A l'issue du FORIF, Gérald Darmanin a publié une vidéo à l’attention des “compatriotes” musulmans sur son compte X pour faire le bilan de cette réunion. Debout, face caméra, il rappelle que l’Islam est la deuxième religion de France et souhaite à tous les musulmans un bon mois de Ramadan. Le ministre évoque la sécurité des mosquées. Un fonds d'1 million d' euros a été créé pour aider les lieux de culte à améliorer la sécurité des mosquées.
Mais le sujet du jour, ce fut le statut de l’imam français. Selon Gérald Darmanin, il devra parler français, être salarié, avec une protection sociale et un diplôme universitaire sur la laïcité. Reste aux associations musulmanes à définir le profil de l’imam. Jusqu'à aujourd'hui, il n’existe aucune obligation de formation pour exercer en tant qu’imam en France.
“Pour que l’imam soit un métier reconnu et clairement identifié, il faut un statut. Par exemple, un imam doit pouvoir mener les cinq prières quotidiennes et le prêche du vendredi. En six mois, on peut espérer établir un contrat de travail type pour un imam”, préconise Kalilou Sylla, imam de la grande mosquée de Strasbourg dans l’Est de la France qui a participé à cette réunion du FORIF et il fait partie du groupe de travail sur le statut et la formation de l’imam.
Un statut de l’imam, c’est aussi établir une grille de salaire. Francis Messner, juriste et chercheur au CNRS et directeur du master en islamologie à l’université de Strasbourg,”estime que la rémunération est le principal problème. “En France, l'État ne peut payer les salariés d’un culte (loi de 1905 sur la séparation de l’Eglise et de l’État). Une piste existe, celle de constituer un fonds avec une partie des revenus du halal mais les trois mosquées qui, aujourd'hui, perçoivent cet argent ne soutiennent pas l’idée. Aujourd'hui seules les mosquées de Paris, Evry et Lyon touchent une partie des revenus du halal.”, note ce chercheur qui a également dirigé un ouvrage collectif sur le statut de l’imam en France.
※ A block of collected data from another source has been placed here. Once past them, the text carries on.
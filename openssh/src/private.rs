//! The `openssh-key-v1` private key container.
//!
//! Layout after the magic header:
//!
//! ```text
//! string  ciphername
//! string  kdfname
//! string  kdfoptions
//! uint32  number of keys (big-endian)
//! string  public key blob
//! string  private section
//! ```
//!
//! and, when `ciphername` is `none`, the private section reads:
//!
//! ```text
//! uint32  checkint (little-endian)
//! uint32  checkint (repeated)
//! string  "ssh-ed25519"
//! string  public point (32 bytes)
//! string  secret || public point (64 bytes)
//! string  comment
//! byte[]  padding 1, 2, 3, ...
//! ```

use core::fmt;

use curve::{EdwardsPoint, Group};
use eddsa::constants::{PUBLIC_KEY_LENGTH, SECRET_KEY_LENGTH};
use eddsa::{SigningKey, private_key, public_key};
use tracing::debug;

use crate::armor;
use crate::errors::KeyError;
use crate::public::{OpenSshPublicKey, check_algorithm};
use crate::reader::Reader;

/// Magic bytes opening every container.
pub const MAGIC: &[u8] = b"openssh-key-v1\0";

/// Cipher and KDF name of an unencrypted container.
pub const NONE: &str = "none";

/// A parsed `openssh-key-v1` container holding one Ed25519 key.
#[derive(Clone, Debug, PartialEq, Eq)]
pub struct OpenSshPrivateKey {
    cipher_name: String,
    kdf_name: String,
    kdf_options: Vec<u8>,
    public_key: OpenSshPublicKey,
    section: Section,
}

#[derive(Clone, Debug, PartialEq, Eq)]
enum Section {
    Plain(Ed25519Keypair),
    Encrypted(Vec<u8>),
}

/// The decoded private section of an unencrypted container.
#[derive(Clone, PartialEq, Eq)]
pub struct Ed25519Keypair {
    checkint: u32,
    secret: [u8; SECRET_KEY_LENGTH],
    public_bytes: [u8; PUBLIC_KEY_LENGTH],
    comment: String,
    padding_len: usize,
}

impl OpenSshPrivateKey {
    /// Parses a PEM-armored container as written by `ssh-keygen`.
    pub fn from_pem(text: &str) -> Result<Self, KeyError> {
        Self::from_bytes(&armor::decode_pem(text)?)
    }

    /// Parses the binary container, i.e. the base64-decoded PEM body.
    pub fn from_bytes(data: &[u8]) -> Result<Self, KeyError> {
        let mut reader = Reader::new(data);
        if !reader.read_literal(MAGIC) {
            return Err(KeyError::UnsupportedFormat);
        }

        let cipher_name = text_field(reader.read_string("ciphername")?, "ciphername")?;
        let kdf_name = text_field(reader.read_string("kdfname")?, "kdfname")?;
        let kdf_options = reader.read_string("kdfoptions")?.to_vec();
        debug!(cipher = %cipher_name, kdf = %kdf_name, "reading openssh-key-v1 container");

        // Any count but one is rejected; only counts above one name a format
        // this reader does not support.
        match reader.read_u32_be("number of keys")? {
            1 => {}
            0 => return Err(KeyError::CorruptContainer("container holds no keys")),
            n => return Err(KeyError::UnsupportedMultiKey(n)),
        }

        let public_key = OpenSshPublicKey::from_blob(reader.read_string("public key blob")?)?;
        let private_blob = reader.read_string("private section")?;
        reader.finish("trailing bytes after private section")?;

        let section = if cipher_name == NONE {
            if kdf_name != NONE || !kdf_options.is_empty() {
                return Err(KeyError::CorruptContainer(
                    "key derivation set on an unencrypted container",
                ));
            }
            Section::Plain(Ed25519Keypair::parse(private_blob, &public_key)?)
        } else {
            debug!(len = private_blob.len(), "keeping encrypted private section opaque");
            Section::Encrypted(private_blob.to_vec())
        };

        Ok(Self {
            cipher_name,
            kdf_name,
            kdf_options,
            public_key,
            section,
        })
    }

    pub fn cipher_name(&self) -> &str {
        &self.cipher_name
    }

    pub fn kdf_name(&self) -> &str {
        &self.kdf_name
    }

    pub fn kdf_options(&self) -> &[u8] {
        &self.kdf_options
    }

    pub fn public_key(&self) -> &OpenSshPublicKey {
        &self.public_key
    }

    pub fn is_encrypted(&self) -> bool {
        matches!(self.section, Section::Encrypted(_))
    }

    /// The still-encrypted private section, if the container is encrypted.
    pub fn encrypted_section(&self) -> Option<&[u8]> {
        match &self.section {
            Section::Encrypted(blob) => Some(blob),
            Section::Plain(_) => None,
        }
    }

    /// The decoded private section, or [`KeyError::Encrypted`].
    pub fn keypair(&self) -> Result<&Ed25519Keypair, KeyError> {
        match &self.section {
            Section::Plain(keypair) => Ok(keypair),
            Section::Encrypted(_) => Err(KeyError::Encrypted(self.cipher_name.clone())),
        }
    }

    /// Recomputes the public key from the stored secret and compares it with
    /// the container, both as bytes and as a point.
    pub fn check_derivation(&self) -> Result<(), KeyError> {
        let keypair = self.keypair()?;

        let derived = public_key(&keypair.secret)?;
        if &derived != self.public_key.key_bytes() {
            return Err(KeyError::CorruptContainer(
                "secret does not derive the stored public key",
            ));
        }

        let point = EdwardsPoint::generator().scalar_mul(&private_key(&keypair.secret))?;
        if &point != self.public_key.point() {
            return Err(KeyError::CorruptContainer(
                "private scalar does not match the public point",
            ));
        }
        Ok(())
    }

    /// A signing key for the stored secret.
    pub fn signing_key(&self) -> Result<SigningKey, KeyError> {
        Ok(SigningKey::from_bytes(&self.keypair()?.secret))
    }
}

impl Ed25519Keypair {
    fn parse(blob: &[u8], public_key: &OpenSshPublicKey) -> Result<Self, KeyError> {
        let mut reader = Reader::new(blob);

        let checkint = reader.read_u32_le("checkint")?;
        if reader.read_u32_le("checkint")? != checkint {
            return Err(KeyError::CorruptContainer("checkint mismatch"));
        }

        check_algorithm(reader.read_string("private key algorithm")?)?;

        let public_bytes: [u8; PUBLIC_KEY_LENGTH] = reader
            .read_string("embedded public key")?
            .try_into()
            .map_err(|_| KeyError::CorruptContainer("embedded public key length"))?;
        if &public_bytes != public_key.key_bytes() {
            return Err(KeyError::CorruptContainer(
                "embedded public key differs from the public key blob",
            ));
        }

        let keypair = reader.read_string("private key")?;
        if keypair.len() != SECRET_KEY_LENGTH + PUBLIC_KEY_LENGTH {
            return Err(KeyError::CorruptContainer("private key length"));
        }
        let (secret_half, public_half) = keypair.split_at(SECRET_KEY_LENGTH);
        if public_half != &public_bytes[..] {
            return Err(KeyError::CorruptContainer(
                "private key carries a different public key",
            ));
        }
        let mut secret = [0u8; SECRET_KEY_LENGTH];
        secret.copy_from_slice(secret_half);

        let comment = String::from_utf8_lossy(reader.read_string("comment")?).into_owned();

        let padding = reader.rest();
        let in_sequence = padding
            .iter()
            .enumerate()
            .all(|(i, &byte)| usize::from(byte) == i + 1);
        if !in_sequence {
            return Err(KeyError::CorruptContainer("padding"));
        }
        debug!(checkint, padding = padding.len(), "decoded private section");

        Ok(Self {
            checkint,
            secret,
            public_bytes,
            comment,
            padding_len: padding.len(),
        })
    }

    pub fn checkint(&self) -> u32 {
        self.checkint
    }

    pub fn secret(&self) -> &[u8; SECRET_KEY_LENGTH] {
        &self.secret
    }

    pub fn public_bytes(&self) -> &[u8; PUBLIC_KEY_LENGTH] {
        &self.public_bytes
    }

    pub fn comment(&self) -> &str {
        &self.comment
    }

    pub fn padding_len(&self) -> usize {
        self.padding_len
    }
}

impl fmt::Debug for Ed25519Keypair {
    fn fmt(&self, f: &mut fmt::Formatter<'_>) -> fmt::Result {
        f.debug_struct("Ed25519Keypair")
            .field("checkint", &format_args!("{:#010x}", self.checkint))
            .field("comment", &self.comment)
            .finish_non_exhaustive()
    }
}

fn text_field(bytes: &[u8], what: &'static str) -> Result<String, KeyError> {
    String::from_utf8(bytes.to_vec()).map_err(|_| KeyError::CorruptContainer(what))
}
Vient ensuite, le plus difficile pour le FORIF: la mise en place d’une formation unique, un tronc commun à tous les imams de France. Francis Messner ne cache pas son septicisme : “L’État français a mis en place une formation non religieuse sur l’Islam, son histoire, sa philosophie avec l’Institut d’Islamologie qui regroupe plusieurs universités. Ensuite, les communautés musulmanes doivent s’entendre pour trouver un cursus religieux commun. Les divisions sont nombreuses.”
Il s’agit de préparer la relève des imams consulaires dont certains sont sur le départ. L’imam strasbourgeois, Kalilou Sylla enseigne à l’Institut Islamica, un institut privé d’enseignement de l’Islam, créé en Alsace en octobre 2023 qui va lancer en septembre prochain une formation en trois ans pour devenir imam. “A nous de définir la formation commune à tous les imams. Mais c’est vrai que les associations musulmanes sont divisées. Il faudra beaucoup expliquer dans chaque région”. Il existe une trentaine d’écoles pour devenir imam en France. L’État français veut mettre un terme à ce qu'il appelle “l’ingérence de pays étrangers” dans l’Islam de France et il souhaite une uniformisation. Les communautés musulmanes tiennent à leurs différences, Francis Messner préconise une formation avec un tronc commun à tous sur 3 ou 6 ans et une formation en option pour que chaque groupe puisse garder son identité. Mais le vrai écueil à la naissance d’un Islam de France, c’est la division entre les communautés et le fait que le FORIF, organe reconnu par l’État ne rassemble pas tous les musulmans français. Une partie des associations turques n’y participe pas, tout comme des mouvements plus traditionalistes.